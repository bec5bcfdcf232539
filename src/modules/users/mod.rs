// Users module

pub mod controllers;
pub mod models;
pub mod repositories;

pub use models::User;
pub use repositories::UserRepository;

+ + + + + + +

Transcribe the listing above exactly, including every line.

repository bec5bcfdcf232539
filename src/modules/users/mod.rs
// Users module

pub mod controllers;
pub mod models;
pub mod repositories;

pub use models::User;
pub use repositories::UserRepository;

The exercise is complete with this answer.